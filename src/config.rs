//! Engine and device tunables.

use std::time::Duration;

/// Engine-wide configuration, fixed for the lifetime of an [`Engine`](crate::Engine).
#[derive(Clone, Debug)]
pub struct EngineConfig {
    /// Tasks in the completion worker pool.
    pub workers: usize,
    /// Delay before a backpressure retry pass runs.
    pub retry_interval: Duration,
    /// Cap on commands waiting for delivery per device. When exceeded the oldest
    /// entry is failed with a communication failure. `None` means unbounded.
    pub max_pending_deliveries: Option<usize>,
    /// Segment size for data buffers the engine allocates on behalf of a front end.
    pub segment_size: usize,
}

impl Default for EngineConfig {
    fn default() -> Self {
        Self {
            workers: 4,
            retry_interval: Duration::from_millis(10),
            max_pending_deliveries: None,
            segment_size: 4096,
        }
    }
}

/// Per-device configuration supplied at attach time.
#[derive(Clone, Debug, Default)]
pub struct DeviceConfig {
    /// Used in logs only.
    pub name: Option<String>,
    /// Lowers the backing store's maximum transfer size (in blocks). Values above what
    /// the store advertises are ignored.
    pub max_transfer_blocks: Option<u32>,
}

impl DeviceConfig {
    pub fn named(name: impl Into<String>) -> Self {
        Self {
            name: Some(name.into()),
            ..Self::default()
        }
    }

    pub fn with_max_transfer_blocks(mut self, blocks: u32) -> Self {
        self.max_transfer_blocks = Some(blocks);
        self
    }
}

+ + +

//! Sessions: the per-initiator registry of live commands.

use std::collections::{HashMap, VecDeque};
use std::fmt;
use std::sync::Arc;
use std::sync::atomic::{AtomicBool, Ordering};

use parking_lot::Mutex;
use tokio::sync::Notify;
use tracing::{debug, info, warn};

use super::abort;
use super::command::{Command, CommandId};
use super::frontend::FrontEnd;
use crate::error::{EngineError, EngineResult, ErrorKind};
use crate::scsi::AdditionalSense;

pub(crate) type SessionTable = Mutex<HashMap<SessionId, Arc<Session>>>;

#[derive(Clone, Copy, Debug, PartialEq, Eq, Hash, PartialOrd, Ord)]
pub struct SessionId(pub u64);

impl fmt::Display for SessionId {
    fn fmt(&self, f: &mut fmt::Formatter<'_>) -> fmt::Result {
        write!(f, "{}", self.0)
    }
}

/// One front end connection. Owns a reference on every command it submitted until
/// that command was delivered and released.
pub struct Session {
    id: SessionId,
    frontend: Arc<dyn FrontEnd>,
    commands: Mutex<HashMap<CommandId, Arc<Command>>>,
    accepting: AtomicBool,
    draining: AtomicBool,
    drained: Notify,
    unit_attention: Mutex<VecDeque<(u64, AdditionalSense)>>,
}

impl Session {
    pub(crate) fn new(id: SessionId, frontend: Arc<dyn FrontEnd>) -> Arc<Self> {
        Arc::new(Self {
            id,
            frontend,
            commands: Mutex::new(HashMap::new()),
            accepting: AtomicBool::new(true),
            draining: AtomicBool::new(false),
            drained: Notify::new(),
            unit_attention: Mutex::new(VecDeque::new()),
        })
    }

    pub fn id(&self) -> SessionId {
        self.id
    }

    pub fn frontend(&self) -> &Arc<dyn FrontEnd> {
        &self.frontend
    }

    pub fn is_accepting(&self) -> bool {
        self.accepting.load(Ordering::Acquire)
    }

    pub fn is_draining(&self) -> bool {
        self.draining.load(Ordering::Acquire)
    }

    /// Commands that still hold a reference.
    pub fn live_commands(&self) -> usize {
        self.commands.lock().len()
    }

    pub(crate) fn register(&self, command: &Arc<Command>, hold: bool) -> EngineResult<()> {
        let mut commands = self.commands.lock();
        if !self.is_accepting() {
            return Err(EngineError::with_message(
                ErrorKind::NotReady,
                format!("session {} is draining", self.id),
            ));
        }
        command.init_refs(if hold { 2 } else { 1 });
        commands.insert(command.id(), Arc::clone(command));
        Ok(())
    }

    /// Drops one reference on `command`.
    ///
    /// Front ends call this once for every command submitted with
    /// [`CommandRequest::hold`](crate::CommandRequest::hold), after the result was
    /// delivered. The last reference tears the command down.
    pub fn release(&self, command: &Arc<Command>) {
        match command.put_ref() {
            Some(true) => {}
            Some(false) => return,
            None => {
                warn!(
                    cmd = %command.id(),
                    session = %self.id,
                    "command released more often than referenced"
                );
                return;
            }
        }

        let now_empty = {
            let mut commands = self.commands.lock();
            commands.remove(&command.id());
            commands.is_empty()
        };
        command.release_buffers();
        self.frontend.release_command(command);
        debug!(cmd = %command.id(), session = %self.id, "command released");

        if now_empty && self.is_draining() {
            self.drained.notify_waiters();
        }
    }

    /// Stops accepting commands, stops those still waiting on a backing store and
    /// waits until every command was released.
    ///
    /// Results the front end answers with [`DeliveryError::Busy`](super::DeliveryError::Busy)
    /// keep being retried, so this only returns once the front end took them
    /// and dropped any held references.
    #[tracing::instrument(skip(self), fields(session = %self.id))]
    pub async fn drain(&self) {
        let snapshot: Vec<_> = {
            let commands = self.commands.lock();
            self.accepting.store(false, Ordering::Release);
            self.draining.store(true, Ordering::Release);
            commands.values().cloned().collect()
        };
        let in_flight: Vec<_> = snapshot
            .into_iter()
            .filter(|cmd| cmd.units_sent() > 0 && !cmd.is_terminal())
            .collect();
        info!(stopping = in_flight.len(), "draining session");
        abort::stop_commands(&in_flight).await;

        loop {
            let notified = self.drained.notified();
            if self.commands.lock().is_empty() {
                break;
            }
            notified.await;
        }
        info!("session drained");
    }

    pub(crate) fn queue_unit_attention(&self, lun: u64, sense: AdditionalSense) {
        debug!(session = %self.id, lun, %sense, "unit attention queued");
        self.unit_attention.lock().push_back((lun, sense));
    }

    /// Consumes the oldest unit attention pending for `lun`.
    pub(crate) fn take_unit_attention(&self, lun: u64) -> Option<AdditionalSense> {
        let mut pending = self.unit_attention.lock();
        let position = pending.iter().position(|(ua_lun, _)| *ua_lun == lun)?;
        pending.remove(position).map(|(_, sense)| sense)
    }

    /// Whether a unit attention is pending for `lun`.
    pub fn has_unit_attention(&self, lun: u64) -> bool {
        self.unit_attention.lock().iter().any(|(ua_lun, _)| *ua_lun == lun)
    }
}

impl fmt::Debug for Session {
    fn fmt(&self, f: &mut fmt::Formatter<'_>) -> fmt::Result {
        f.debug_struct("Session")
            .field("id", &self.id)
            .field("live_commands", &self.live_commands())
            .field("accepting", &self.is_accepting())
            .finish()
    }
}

+ + +

→ **ACTIVITY**
Every line in the listing that holds "this" belongs in the answer.

→ **EXERCISE ANSWER**
    /// Front ends call this once for every command submitted with
    /// keep being retried, so this only returns once the front end took them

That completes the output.